22 Collecting Evidence Before a trial occurs, the Crown and defence have the right to examine all evidence collected by the police. Evidence includes anything that may be used against the accused in court, including weapons, clothing, blood, and fingerprints. In recent years, DNA has revolutionized the use of forensic sciences in law enforcement. Evidence is often found at the scene of the crime and during autopsies (determining a victim's cause of death).

23 Court Appearances When the accused appears in court, they may enter a plea of “guilty” or “not guilty.” If they plead “guilty,” they are deferred for sentencing; if they plead “not guilty,” there may be a trial. An adjournment occurs when the Crown or defence asks for a delay or postponement in proceedings. Provincial courts hear summary conviction offences and serious indictable offences. Provincial superior courts hear the most serious indictable offences (e.g. murder).
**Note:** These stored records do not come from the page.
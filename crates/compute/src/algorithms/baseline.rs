//! Robust baseline and dispersion estimates.
//!
//! Every statistic skips non-finite samples instead of zero-filling them,
//! and returns `None` when nothing finite remains.

use std::ops::Range;

use airshed_params::{BaselineStatistic, VariabilityMethod};

/// Scale that makes the median absolute deviation comparable to a standard
/// deviation for normally distributed data.
pub const MAD_SCALE: f64 = 1.4826;

fn finite_sorted(values: &[f64]) -> Vec<f64> {
    let mut v: Vec<f64> = values.iter().copied().filter(|x| x.is_finite()).collect();
    v.sort_by(f64::total_cmp);
    v
}

/// Linear-interpolated percentile of the finite samples.
///
/// Rank is `p / 100 × (n − 1)` over the sorted finite samples; `p` is
/// clamped to `[0, 100]`.
pub fn percentile(values: &[f64], p: f64) -> Option<f64> {
    let sorted = finite_sorted(values);
    if sorted.is_empty() || p.is_nan() {
        return None;
    }

    let rank = p.clamp(0.0, 100.0) / 100.0 * (sorted.len() - 1) as f64;
    let lo = rank.floor() as usize;
    let hi = rank.ceil() as usize;
    let frac = rank - lo as f64;

    Some(sorted[lo] + (sorted[hi] - sorted[lo]) * frac)
}

/// Whole-series baseline: the given percentile of all finite samples.
pub fn baseline(series: &[f64], p: f64) -> Option<f64> {
    percentile(series, p)
}

pub fn mean(values: &[f64]) -> Option<f64> {
    let (sum, count) = values
        .iter()
        .filter(|x| x.is_finite())
        .fold((0.0, 0usize), |(s, c), &x| (s + x, c + 1));
    (count > 0).then(|| sum / count as f64)
}

pub fn median(values: &[f64]) -> Option<f64> {
    percentile(values, 50.0)
}

/// Sample standard deviation (n − 1 denominator); 0 for a single sample.
pub fn stdev(values: &[f64]) -> Option<f64> {
    let finite: Vec<f64> = values.iter().copied().filter(|x| x.is_finite()).collect();
    let m = mean(&finite)?;
    if finite.len() < 2 {
        return Some(0.0);
    }
    let ss: f64 = finite.iter().map(|x| (x - m).powi(2)).sum();
    Some((ss / (finite.len() - 1) as f64).sqrt())
}

/// Scaled median absolute deviation.
pub fn mad(values: &[f64]) -> Option<f64> {
    let med = median(values)?;
    let deviations: Vec<f64> = values
        .iter()
        .filter(|x| x.is_finite())
        .map(|x| (x - med).abs())
        .collect();
    median(&deviations).map(|d| d * MAD_SCALE)
}

/// Trailing window of at most `window` samples ending one sample before
/// `reference`. Empty when `reference` is 0.
pub fn trailing_window(reference: usize, window: usize) -> Range<usize> {
    reference.saturating_sub(window)..reference
}

fn window_slice(series: &[f64], reference: usize, window: usize) -> &[f64] {
    let range = trailing_window(reference.min(series.len()), window);
    &series[range]
}

/// Local baseline over the trailing window before `reference`.
///
/// `None` when the window is empty or holds no finite sample; callers skip.
pub fn local_baseline(
    series: &[f64],
    reference: usize,
    window: usize,
    statistic: BaselineStatistic,
) -> Option<f64> {
    let slice = window_slice(series, reference, window);
    match statistic {
        BaselineStatistic::Mean => mean(slice),
        BaselineStatistic::Median => median(slice),
    }
}

/// Dispersion over the same trailing window as [`local_baseline`].
pub fn variability(
    series: &[f64],
    reference: usize,
    window: usize,
    method: VariabilityMethod,
) -> Option<f64> {
    let slice = window_slice(series, reference, window);
    match method {
        VariabilityMethod::Stdev => stdev(slice),
        VariabilityMethod::Mad => mad(slice),
    }
}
24 Preliminary Hearing This hearing is used to determine whether there is enough evidence to proceed to trial. During this hearing, a judge hears a description of Crown evidence and some Crown witness testimony. If there is not enough evidence to justify a trial, all charges against the accused are dropped. The Crown must establish a prima facie case— justification for a trial.

25 Resolution Discussions
These discussions occur between the Crown and defence before a trial begins in an attempt to resolve the case without going to trial. This often involves an accused person pleading guilty to a lesser charge or agreeing to a lighter sentence than he or she might receive if convicted in a court of law. A plea negotiation, also commonly known as a plea bargain, occurs when the Crown “makes a deal” with the accused—a guilty plea and/or additional information in exchange for a lighter penalty.